To enhance patient care while avoiding visits to the hospital, the team has moved to providing virtual care as much as possible. By having more patients on Medly, there is an opportunity to offer virtual care on a 24/7 basis.
On March 1, 2020, there were just over 400 patients being cared for through Medly. Yet as information regarding the potential impact of COVID-19 was developing several weeks ago, Dr. Michael McDonald, Medical Director of the Peter Munk Cardiac Centre’s Advanced Heart Failure and Transplant Program, began accelerating the patient onboarding. This way, patients could remain safe in their home while also have vital access to their care team. The goal is to double enrollment in a very short period of time.
The Medly app, a digital heart failure management program that monitors patients remotely.
A Canadian-first, Medly’s unique telemonitoring algorithm enables heart failure clinicians to rapidly assess and triage patients. Medly was co-created by Joe Cafazzo, executive director of UHN’s eHealth Innovation and Dr. Heather Ross, Division Head of Cardiology at the Peter Munk Cardiac Centre and site lead for the Ted Rogers Centre for Heart Research. Through Medly, patients use a mobile app to record their daily weight, blood pressure, heart rate, and symptoms; measurements that are analyzed in real time by the algorithm.

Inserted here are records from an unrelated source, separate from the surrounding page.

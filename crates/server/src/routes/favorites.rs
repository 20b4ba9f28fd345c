//! Favorite plant route handlers.
//!
//! Favorites are a set keyed by plant id. Adding a plant twice keeps the
//! first entry, and removing deletes every entry with that id.

use axum::{
    Json,
    extract::{Path, State},
};
use garden_planner_core::{Favorite, FavoriteSet, PlantId, Safety, UserId};
use serde::{Deserialize, Deserializer, Serialize};
use serde_json::Value;

use super::{MessageResponse, message};
use crate::db::Stored;
use crate::error::{AppError, ErrorContext, ErrorKeyed, Result};
use crate::extract::JsonBody;
use crate::models::{User, ValidationError};
use crate::state::AppState;

/// Body of `POST /user/{username}/favorites`.
///
/// A truthy `favorited` adds the plant. `false`, `null`, `0`, `""` or a
/// missing field removes it.
#[derive(Debug, Deserialize)]
#[serde(rename_all = "camelCase")]
pub struct UpdateFavoriteRequest {
    pub plant_id: Option<PlantId>,
    #[serde(default, deserialize_with = "truthy")]
    pub favorited: bool,
    pub common_name: Option<String>,
    pub scientific_name: Option<String>,
    pub safety: Option<Safety>,
    pub image: Option<String>,
    pub collection: Option<String>,
}

/// Accept any JSON value for a flag, reading it the way browser clients do.
fn truthy<'de, D: Deserializer<'de>>(deserializer: D) -> std::result::Result<bool, D::Error> {
    Ok(match Value::deserialize(deserializer)? {
        Value::Null => false,
        Value::Bool(b) => b,
        Value::Number(n) => n.as_f64().is_some_and(|n| n.abs() > 0.0),
        Value::String(s) => !s.is_empty(),
        Value::Array(_) | Value::Object(_) => true,
    })
}

impl UpdateFavoriteRequest {
    fn into_favorite(self, plant_id: PlantId) -> Favorite {
        Favorite {
            plant_id,
            common_name: self.common_name,
            scientific_name: self.scientific_name,
            safety: self.safety,
            image: self.image,
            collection: self.collection,
        }
    }
}

#[derive(Debug, Serialize)]
pub struct UpdateFavoriteResponse {
    pub message: &'static str,
    pub favorites: FavoriteSet,
}

/// Body of `GET /user/{username}/favorites`.
#[derive(Debug, Serialize)]
pub struct FavoritesResponse {
    #[serde(rename = "_id")]
    pub id: UserId,
    pub favorites: FavoriteSet,
}

async fn find_user(state: &AppState, username: &str) -> Result<Stored<User>> {
    state
        .db()
        .users()
        .find_by_username(username)
        .await
        .context("Internal server error")?
        .ok_or_else(|| AppError::NotFound("User not found".to_owned()))
}

/// `POST /user/{username}/favorites`
pub async fn update(
    State(state): State<AppState>,
    Path(username): Path<String>,
    JsonBody(body): JsonBody<UpdateFavoriteRequest>,
) -> Result<Json<UpdateFavoriteResponse>> {
    let Stored { id, entity: user } = find_user(&state, &username).await?;
    let mut favorites = user.favorites;

    let plant_id = body
        .plant_id
        .clone()
        .ok_or(ValidationError::Required { field: "plantId" })?;
    let changed = if body.favorited {
        favorites.insert(body.into_favorite(plant_id))
    } else {
        favorites.remove(&plant_id)
    };

    if changed {
        state
            .db()
            .users()
            .save_favorites(id, &favorites)
            .await
            .context("Internal server error")?;
    }

    Ok(Json(UpdateFavoriteResponse {
        message: "Favorite status updated",
        favorites,
    }))
}

/// `GET /user/{username}/favorites`
///
/// Errors on this route use `{"error": ...}` bodies.
pub async fn list(
    State(state): State<AppState>,
    Path(username): Path<String>,
) -> std::result::Result<Json<FavoritesResponse>, ErrorKeyed> {
    let user = state
        .db()
        .users()
        .find_by_username(&username)
        .await
        .context("An error occurred")
        .map_err(ErrorKeyed)?
        .ok_or_else(|| ErrorKeyed(AppError::NotFound("User not found".to_owned())))?;

    Ok(Json(FavoritesResponse {
        id: user.id,
        favorites: user.entity.favorites,
    }))
}

/// `DELETE /user/{username}/favorites/{plant_id}`
pub async fn remove(
    State(state): State<AppState>,
    Path((username, plant_id)): Path<(String, String)>,
) -> Result<Json<MessageResponse>> {
    let Stored { id, entity: user } = find_user(&state, &username).await?;
    let plant_id = PlantId::parse(&plant_id).map_err(|e| AppError::BadRequest(e.to_string()))?;

    let mut favorites = user.favorites;
    if favorites.remove(&plant_id) {
        state
            .db()
            .users()
            .save_favorites(id, &favorites)
            .await
            .context("Internal server error")?;
    }

    Ok(message("Plant removed from favorites"))
}

#[cfg(test)]
#[allow(clippy::unwrap_used)]
mod tests {
    use super::*;
    use serde_json::json;

    fn favorited(value: Value) -> bool {
        let body = json!({"plantId": "p1", "favorited": value});
        serde_json::from_value::<UpdateFavoriteRequest>(body)
            .unwrap()
            .favorited
    }

    #[test]
    fn test_favorited_accepts_any_json_value() {
        assert!(favorited(json!(true)));
        assert!(favorited(json!(1)));
        assert!(favorited(json!("yes")));
        assert!(favorited(json!({})));

        assert!(!favorited(json!(false)));
        assert!(!favorited(json!(null)));
        assert!(!favorited(json!(0)));
        assert!(!favorited(json!("")));
    }

    #[test]
    fn test_missing_favorited_means_remove() {
        let body: UpdateFavoriteRequest =
            serde_json::from_value(json!({"plantId": "p1"})).unwrap();
        assert!(!body.favorited);
    }
}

If a patient’s clinical status is deteriorating, an actionable feedback message is sent to the patient and the system alerts the care team back at the hospital.
While the long-term objective had always been to introduce more patients to Medly, the team quickly responded to what was becoming an emerging health concern for patients. Through extraordinary foresight and dedication, the Peter Munk Cardiac Centre is helping to ease the burden COVID-19 has thrust upon patients and their families.